use clap::{Parser, Subcommand, ValueEnum, ValueHint};
use std::path::PathBuf;

#[derive(Parser, Debug)]
#[command(name = "nbr", author, version, about, long_about = None)]
pub struct Cli {
    /// Set the logging level
    #[arg(long, default_value = "info", global = true)]
    pub log_level: tracing::Level,

    /// Configuration file (defaults to ~/.nbr5410/config.toml)
    #[arg(long, global = true, value_hint = ValueHint::FilePath)]
    pub config: Option<PathBuf>,

    /// Read reference tables from this directory instead of the built-in ones
    #[arg(long, global = true, value_hint = ValueHint::DirPath)]
    pub data_dir: Option<PathBuf>,

    #[command(subcommand)]
    pub command: Commands,
}

#[derive(Subcommand, Debug)]
pub enum Commands {
    /// Size the breaker and wire of every circuit in a project
    Size {
        /// Project file (JSON)
        #[arg(value_hint = ValueHint::FilePath)]
        project: PathBuf,
        /// Output format
        #[arg(long, value_enum, default_value_t = OutputFormat::Plain)]
        format: OutputFormat,
    },
    /// Select a conduit for every conduit run in a project
    Conduits {
        /// Project file (JSON)
        #[arg(value_hint = ValueHint::FilePath)]
        project: PathBuf,
        /// Output format
        #[arg(long, value_enum, default_value_t = OutputFormat::Plain)]
        format: OutputFormat,
    },
    /// Report structural problems in a project
    Validate {
        /// Project file (JSON)
        #[arg(value_hint = ValueHint::FilePath)]
        project: PathBuf,
    },
    /// Print reference tables
    Tables {
        #[command(subcommand)]
        command: TablesCommands,
    },
    /// Write a sample project
    New {
        /// Output file
        #[arg(value_hint = ValueHint::FilePath)]
        out: PathBuf,
        /// Project name
        #[arg(long, default_value = "Sample house")]
        name: String,
        /// Overwrite an existing file
        #[arg(long)]
        force: bool,
    },
}

#[derive(Subcommand, Debug)]
pub enum TablesCommands {
    /// Ambient temperature correction factors
    Temperature {
        /// Insulation (pvc, epr, xlpe)
        #[arg(default_value = "pvc")]
        insulation: String,
    },
    /// Grouping correction factors
    Grouping,
    /// Breaker ratings per curve
    Breakers {
        /// Curve (B, C, D); all curves when omitted
        curve: Option<String>,
    },
    /// Conduit catalogue
    Conduits {
        /// Conduit family (rigid, flexible); all families when omitted
        conduit_type: Option<String>,
    },
    /// Wire sections and ampacities
    Wires {
        /// Conductor material
        #[arg(long, default_value = "copper")]
        material: String,
        /// Insulation
        #[arg(long, default_value = "pvc")]
        insulation: String,
        /// Reference method
        #[arg(long, default_value = "B1")]
        method: String,
        /// Loaded conductors (2 or 3)
        #[arg(long, default_value_t = 2)]
        loaded: usize,
    },
}

#[derive(Debug, Clone, Copy, PartialEq, Eq, ValueEnum)]
pub enum OutputFormat {
    /// Aligned table
    Plain,
    /// Pretty-printed JSON
    Json,
}

#[cfg(test)]
mod tests {
    use super::*;
    use clap::CommandFactory;

    #[test]
    fn test_cli_definition() {
        Cli::command().debug_assert();
    }

    #[test]
    fn test_global_flags_after_subcommand() {
        let cli = Cli::try_parse_from([
            "nbr",
            "size",
            "house.json",
            "--format",
            "json",
            "--data-dir",
            "/tmp/tables",
        ])
        .unwrap();
        assert_eq!(cli.data_dir, Some(PathBuf::from("/tmp/tables")));
        match cli.command {
            Commands::Size { project, format } => {
                assert_eq!(project, PathBuf::from("house.json"));
                assert_eq!(format, OutputFormat::Json);
            }
            other => panic!("unexpected command: {:?}", other),
        }
    }
}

### [The problem]
Make a word-for-word transcription of the listing above.

### [Expected answer]
use clap::{Parser, Subcommand, ValueEnum, ValueHint};
use std::path::PathBuf;

#[derive(Parser, Debug)]
#[command(name = "nbr", author, version, about, long_about = None)]
pub struct Cli {
    /// Set the logging level
    #[arg(long, default_value = "info", global = true)]
    pub log_level: tracing::Level,

    /// Configuration file (defaults to ~/.nbr5410/config.toml)
    #[arg(long, global = true, value_hint = ValueHint::FilePath)]
    pub config: Option<PathBuf>,

    /// Read reference tables from this directory instead of the built-in ones
    #[arg(long, global = true, value_hint = ValueHint::DirPath)]
    pub data_dir: Option<PathBuf>,

    #[command(subcommand)]
    pub command: Commands,
}

#[derive(Subcommand, Debug)]
pub enum Commands {
    /// Size the breaker and wire of every circuit in a project
    Size {
        /// Project file (JSON)
        #[arg(value_hint = ValueHint::FilePath)]
        project: PathBuf,
        /// Output format
        #[arg(long, value_enum, default_value_t = OutputFormat::Plain)]
        format: OutputFormat,
    },
    /// Select a conduit for every conduit run in a project
    Conduits {
        /// Project file (JSON)
        #[arg(value_hint = ValueHint::FilePath)]
        project: PathBuf,
        /// Output format
        #[arg(long, value_enum, default_value_t = OutputFormat::Plain)]
        format: OutputFormat,
    },
    /// Report structural problems in a project
    Validate {
        /// Project file (JSON)
        #[arg(value_hint = ValueHint::FilePath)]
        project: PathBuf,
    },
    /// Print reference tables
    Tables {
        #[command(subcommand)]
        command: TablesCommands,
    },
    /// Write a sample project
    New {
        /// Output file
        #[arg(value_hint = ValueHint::FilePath)]
        out: PathBuf,
        /// Project name
        #[arg(long, default_value = "Sample house")]
        name: String,
        /// Overwrite an existing file
        #[arg(long)]
        force: bool,
    },
}

#[derive(Subcommand, Debug)]
pub enum TablesCommands {
    /// Ambient temperature correction factors
    Temperature {
        /// Insulation (pvc, epr, xlpe)
        #[arg(default_value = "pvc")]
        insulation: String,
    },
    /// Grouping correction factors
    Grouping,
    /// Breaker ratings per curve
    Breakers {
        /// Curve (B, C, D); all curves when omitted
        curve: Option<String>,
    },
    /// Conduit catalogue
    Conduits {
        /// Conduit family (rigid, flexible); all families when omitted
        conduit_type: Option<String>,
    },
    /// Wire sections and ampacities
    Wires {
        /// Conductor material
        #[arg(long, default_value = "copper")]
        material: String,
        /// Insulation
        #[arg(long, default_value = "pvc")]
        insulation: String,
        /// Reference method
        #[arg(long, default_value = "B1")]
        method: String,
        /// Loaded conductors (2 or 3)
        #[arg(long, default_value_t = 2)]
        loaded: usize,
    },
}

#[derive(Debug, Clone, Copy, PartialEq, Eq, ValueEnum)]
pub enum OutputFormat {
    /// Aligned table
    Plain,
    /// Pretty-printed JSON
    Json,
}

#[cfg(test)]
mod tests {
    use super::*;
    use clap::CommandFactory;

    #[test]
    fn test_cli_definition() {
        Cli::command().debug_assert();
    }

    #[test]
    fn test_global_flags_after_subcommand() {
        let cli = Cli::try_parse_from([
            "nbr",
            "size",
            "house.json",
            "--format",
            "json",
            "--data-dir",
            "/tmp/tables",
        ])
        .unwrap();
        assert_eq!(cli.data_dir, Some(PathBuf::from("/tmp/tables")));
        match cli.command {
            Commands::Size { project, format } => {
                assert_eq!(project, PathBuf::from("house.json"));
                assert_eq!(format, OutputFormat::Json);
            }
            other => panic!("unexpected command: {:?}", other),
        }
    }
}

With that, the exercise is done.